We pass Bailey Hill.  As we gain higher ground, hawthorn trees dominate the landscape.  This year’s may blossom is as white and luxuriant as any of us can remember, its brightness echoed by the fragments of sheep wool that litter the ground around the path.  Eventually we reach the site of the Phil Price rally driving school.  All’s quiet there today.  Incongruously, the sign at the entrance restricts speeds to 20mph.  Later, I’m responsible for another deviation, following a sheep track rather than the red triangle on my phone’s OS app, and we need to trudge unnecessarily back up a large field.

It doesn’t take us long to settle into a walking pattern.  The hills lie in wait for us at regular intervals, and but they’re not high enough to wear us out, and they reward us with good downhill stretches.  Only the occasional farm disturbs the fieldscape, and we’ve plenty of time for the conversation that always makes a good accompaniment of the regular tread of our boots.  Today’s subjects include the state of the Tory Party, the views Anglican vicars hold about the status of heaven and hell, and the net contribution dogs make to global warning.

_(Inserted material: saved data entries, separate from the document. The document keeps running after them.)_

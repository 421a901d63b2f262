use circuit_svg_core::element::TextAnchor;
use circuit_svg_core::geom::{self, Point};
use unicode_width::UnicodeWidthStr;

/// Font parameters used when estimating label extents. Sizes are in the caller's unit system
/// (real-world units for bounds, pixels for layout on screen).
#[derive(Debug, Clone, PartialEq)]
pub struct TextStyle {
    pub font_family: Option<String>,
    pub font_size: f64,
}

impl Default for TextStyle {
    fn default() -> Self {
        Self {
            font_family: None,
            font_size: 0.18,
        }
    }
}

impl TextStyle {
    pub fn sized(font_size: f64) -> Self {
        Self {
            font_size,
            ..Self::default()
        }
    }
}

#[derive(Debug, Clone, Copy, Default, PartialEq)]
pub struct TextMetrics {
    pub width: f64,
    pub height: f64,
    pub line_count: usize,
}

pub trait TextMeasurer {
    fn measure(&self, text: &str, style: &TextStyle) -> TextMetrics;
}

/// Width is `display columns * font_size * char_width_factor`, so output never depends on
/// installed fonts. Zero factors fall back to 0.6 and 1.2.
#[derive(Debug, Clone, Default)]
pub struct DeterministicTextMeasurer {
    pub char_width_factor: f64,
    pub line_height_factor: f64,
}

impl DeterministicTextMeasurer {
    pub fn normalized_text_lines(text: &str) -> Vec<&str> {
        text.split('\n').map(|l| l.trim_end_matches('\r')).collect()
    }
}

impl TextMeasurer for DeterministicTextMeasurer {
    fn measure(&self, text: &str, style: &TextStyle) -> TextMetrics {
        let char_width_factor = if self.char_width_factor == 0.0 {
            0.6
        } else {
            self.char_width_factor
        };
        let line_height_factor = if self.line_height_factor == 0.0 {
            1.2
        } else {
            self.line_height_factor
        };

        let lines = Self::normalized_text_lines(text);
        let font_size = if style.font_size.is_finite() {
            style.font_size.max(0.0)
        } else {
            0.0
        };
        let max_cols = lines.iter().map(|l| l.width()).max().unwrap_or(0);

        TextMetrics {
            width: max_cols as f64 * font_size * char_width_factor,
            height: lines.len() as f64 * font_size * line_height_factor,
            line_count: lines.len(),
        }
    }
}

/// Real-world corners (Y up) of `text` drawn at `at`, aligned the way `<text>` nodes align for
/// `anchor`, then rotated counter-clockwise about `at`.
pub fn anchored_text_box(
    measurer: &dyn TextMeasurer,
    text: &str,
    font_size: f64,
    at: Point,
    anchor: TextAnchor,
    ccw_degrees: f64,
) -> [Point; 4] {
    let metrics = measurer.measure(text, &TextStyle::sized(font_size));
    let (w, h) = (metrics.width, metrics.height.max(font_size));

    let ox = match anchor {
        TextAnchor::Left | TextAnchor::TopLeft | TextAnchor::BottomLeft => 0.0,
        TextAnchor::Right | TextAnchor::TopRight | TextAnchor::BottomRight => -w,
        TextAnchor::Center | TextAnchor::Top | TextAnchor::Bottom => -w / 2.0,
    };
    let oy = match anchor {
        TextAnchor::Top | TextAnchor::TopLeft | TextAnchor::TopRight => -h,
        TextAnchor::Bottom | TextAnchor::BottomLeft | TextAnchor::BottomRight => 0.0,
        TextAnchor::Center | TextAnchor::Left | TextAnchor::Right => -h / 2.0,
    };

    [(ox, oy), (ox + w, oy), (ox + w, oy + h), (ox, oy + h)]
        .map(|(x, y)| geom::rotate_about(geom::point(at.x + x, at.y + y), at, ccw_degrees))
}

#[cfg(test)]
mod tests {
    use super::*;

    #[test]
    fn deterministic_measurer_scales_with_font_size() {
        let m = DeterministicTextMeasurer::default();
        let a = m.measure("GND", &TextStyle::sized(1.0));
        assert!((a.width - 1.8).abs() < 1e-9);
        assert!((a.height - 1.2).abs() < 1e-9);
        let b = m.measure("GND", &TextStyle::sized(2.0));
        assert!((b.width - 3.6).abs() < 1e-9);
    }

    #[test]
    fn multi_line_uses_widest_line() {
        let m = DeterministicTextMeasurer::default();
        let metrics = m.measure("a\nabcd\r\nab", &TextStyle::sized(1.0));
        assert_eq!(metrics.line_count, 3);
        assert!((metrics.width - 2.4).abs() < 1e-9);
    }

    #[test]
    fn wide_characters_count_double() {
        let m = DeterministicTextMeasurer::default();
        let metrics = m.measure("電源", &TextStyle::sized(1.0));
        assert!((metrics.width - 2.4).abs() < 1e-9);
    }

    #[test]
    fn anchored_box_follows_alignment() {
        let m = DeterministicTextMeasurer::default();
        let at = geom::point(10.0, 0.0);

        // "AB" at size 1: 1.2 wide, 1.2 tall.
        let left = anchored_text_box(&m, "AB", 1.0, at, TextAnchor::Left, 0.0);
        assert!((left[0].x - 10.0).abs() < 1e-9 && (left[1].x - 11.2).abs() < 1e-9);
        assert!((left[0].y + 0.6).abs() < 1e-9 && (left[2].y - 0.6).abs() < 1e-9);

        let top_right = anchored_text_box(&m, "AB", 1.0, at, TextAnchor::TopRight, 0.0);
        assert!((top_right[0].x - 8.8).abs() < 1e-9 && (top_right[1].x - 10.0).abs() < 1e-9);
        assert!((top_right[0].y + 1.2).abs() < 1e-9 && top_right[2].y.abs() < 1e-9);
    }

    #[test]
    fn anchored_box_rotates_about_the_anchor() {
        let m = DeterministicTextMeasurer::default();
        let origin = geom::point(0.0, 0.0);
        let b = anchored_text_box(&m, "AB", 1.0, origin, TextAnchor::BottomLeft, 90.0);
        // The far bottom corner swings from (1.2, 0) up to (0, 1.2).
        assert!(b[1].x.abs() < 1e-9 && (b[1].y - 1.2).abs() < 1e-9);
    }
}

St Cynllo’s Church, Llangunllo

The path opens on to a wide view of a bowl of hills below, and we descend into one of the very few villages the Way passes through, Llangunllo, on banks of the infant river Lugg.  On a bench outside the village hall we munch our sandwiches and wonder how we’re going to get a message to the taxi firm about collecting us at the end of the day.  None of us has a phone signal.  There’s no one around who can help us, and altogether it’s a very quiet place.  The pub is shut, the railway station called Llangunllo is a mile or so away, and the last bus called here in a long time ago (the bus stop features a book swap service).  We take a look in the church – like most Radnorshire churches, it’s open.  Inside is a wall memorial to John Pritchard of Dol-y-felin, JP and High Sheriff.  Elizabeth, his ‘sorrowing relic’, who put up the stone, had a florid turn of phrase:

These public stations he filled with honor to himself and benefit to his country.  His private habits were distinguished by a mildness of manners happily preventing or subduing those animosities which without such friendly interference too often disturb the harmony and comfort of social life.

When we get back to the village centre, an Openreach van is parked.  One engineer takes pity on us and offers us his EE mobile – this one has a signal, of course – and our taxi anxiety is lifted.  The other engineer is at work on the roadside cabinet.  We notice how few wires it contains, compared with our urban ones.

Uphill to Short Ditch

But now we have a second anxiety, how to reach our finish point, Short Ditch, by 2:30pm, the time specified by the taxi firm.  We’ve got an hour and twenty minutes to cover over four miles.  It seems doable.  But, of course, we’ve ignored the contour lines, the innumerable gates we need to open, and our gift for getting lost.  At the foot of the final steep hill, a dusty track up to a distant wood, we realise there’s no way we can reach Short Ditch in time, and we slacken our pace.  At the top we find, to our surprise and guilt, that Sharon, our taxi driver, is still patiently waiting for us – and passing the time in conversation with the two Glyndŵr Way walkers we met earlier.

Sharon takes us back to Knighton in sunshine.  In the evening we amble along the other bank of the Teme as far as Panpwnton, under the brute of a hill that almost destroyed us when we were on Offa’s Dyke Path in 2019.